A total of 956,600 options were granted in April 2004 at an exercise price of $30.15 to the named executive officers and other key employees of the Company. In addition, 6,000 options were granted in May 2004 at an exercise price of $32.16, 4,000 options were granted in August 2004 at an exercise price of $30.02 and 20,000 options were granted in October 2004 at an exercise price of $33.55 pursuant to the Amended 2000 Option Plan. Of the 8,000,000 shares of Common Stock reserved for issuance pursuant to the Amended 2000 Option Plan, 1,581,600 shares are available for future grants as of April 1, 2005.
On April 1, 2005 the market value per share of Common Stock was $37.19 (determined by reference to the closing price listed on the New York Stock Exchange, Inc. Composite Tape). The exercise prices of the 5,694,682 options currently outstanding under the 2000 Option Plan and its amendment range from $18.55 to $33.55.
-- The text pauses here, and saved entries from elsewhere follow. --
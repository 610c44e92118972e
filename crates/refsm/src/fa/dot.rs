// graph export: a petgraph view of an automaton and Graphviz source built
// from it. layout and rendering are left to graphviz

use std::collections::BTreeSet;
use std::fmt::Write;

use petgraph::dot::{Config, Dot};
use petgraph::graph::DiGraph;

use super::subset::TRAP_LABEL;
use super::FiniteAutomaton;

/// Text shown inside each state.
#[derive(Clone, Copy, Debug, Default, PartialEq, Eq)]
pub enum StateNames {
    /// The construction's own labels (`a[1]`, `{q0}`, ...).
    #[default]
    Labels,
    /// Short `q0..qn` names, see [`FiniteAutomaton::aliases`].
    Aliases,
    /// Nothing, except for dead states which are all shown as `∅`.
    Blank,
}

#[derive(Clone, Copy, Debug, Default, PartialEq, Eq)]
pub struct DotOptions {
    pub names: StateNames,
}

#[derive(Clone, Debug, PartialEq, Eq)]
pub struct GraphNode {
    pub name: String,
    pub start: bool,
    pub accepting: bool,
}

/// Node `i` of the graph is state `i`; parallel edges are merged with
/// comma-separated labels.
pub fn to_graph<A: FiniteAutomaton + ?Sized>(fa: &A, names: StateNames) -> DiGraph<GraphNode, String> {
    let aliases = match names {
        StateNames::Aliases => fa.aliases(),
        _ => Vec::new(),
    };
    let dead = match names {
        StateNames::Blank => fa.dead_states(),
        _ => BTreeSet::new(),
    };

    let mut graph = DiGraph::with_capacity(fa.states().len(), fa.states().len());
    let nodes: Vec<_> = fa
        .states()
        .iter()
        .map(|state| {
            let name = match names {
                StateNames::Labels => state.label.clone(),
                StateNames::Aliases => aliases[state.id.index()].clone(),
                StateNames::Blank if dead.contains(&state.id) => TRAP_LABEL.to_string(),
                StateNames::Blank => String::new(),
            };
            graph.add_node(GraphNode {
                name,
                start: state.id == fa.start(),
                accepting: fa.is_accepting(state.id),
            })
        })
        .collect();

    for transition in fa.aggregated_transitions() {
        graph.add_edge(
            nodes[transition.source.index()],
            nodes[transition.target.index()],
            transition.label(),
        );
    }

    graph
}

fn escape(text: &str) -> String {
    text.replace('\\', "\\\\").replace('"', "\\\"")
}

/// Graphviz source: left-to-right, accepting states doubly circled, and an
/// invisible node pointing at the start state.
pub fn to_dot<A: FiniteAutomaton + ?Sized>(fa: &A, options: &DotOptions) -> String {
    let graph = to_graph(fa, options.names);
    let content = Dot::with_attr_getters(
        &graph,
        &[Config::GraphContentOnly, Config::NodeNoLabel, Config::EdgeNoLabel],
        &|_, edge| format!("label = \"{}\" ", escape(edge.weight())),
        &|_, (_, node)| {
            let shape = if node.accepting { "doublecircle" } else { "circle" };
            format!("label = \"{}\" shape = {} ", escape(&node.name), shape)
        },
    );

    let mut out = String::new();
    // writing into a String cannot fail
    _ = writeln!(out, "digraph {{");
    _ = writeln!(out, "    rankdir = LR");
    _ = writeln!(out, "    entry [ label = \"\" shape = none width = 0 ]");
    _ = writeln!(out, "    entry -> {}", fa.start());
    _ = write!(out, "{:?}", content);
    _ = writeln!(out, "}}");
    out
}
CERTAIN RELATIONSHIPS AND RELATED TRANSACTIONS
The Merger and Related Matters. Pursuant to the Merger Agreement with NXS Acquisition Corp. ("NXS"), a wholly-owned subsidiary of a limited partnership organized at the direction of KKR Associates 1996 L.P. ("KKR"), on May 19, 1997 NXS merged with and into Amphenol, which became the surviving corporation (the "Merger"). As a result of the Merger, KKR became a 75% majority stockholder of the Company.
During 2004, the Company paid Kohlberg Kravis Roberts & Co., L.P. management fees totalling $516,667 for consulting and financial advisory services. The management arrangement was terminated September 8, 2004.
Registration Rights Agreement. Pursuant to the terms of a registration rights agreement (the "Registration Rights Agreement") under certain circumstances and subject to certain conditions, KKR Associates 1996 L.P. and its affiliated entities (the "KKR Entities") had the right to require the Company to register, under the Securities Act, shares of Common Stock held by them. The Registration Rights Agreement provides that, among other things, the Company will pay all expenses in connection with any such registration. In February 2004 and September 2004 the KKR Entities exercised their rights under the Registration Rights Agreement and the Company paid expenses of approximately $373,258 and $152,994, respectively, through March 31, 2005 in connection with the public offering of 16,000,000 shares in February 2004 and 6,656,814 shares in September 2004 of Common Stock, respectively, more fully described in this Proxy Statement (See Public Offerings on page 29). The Registration Rights Agreement was terminated September 8, 2004.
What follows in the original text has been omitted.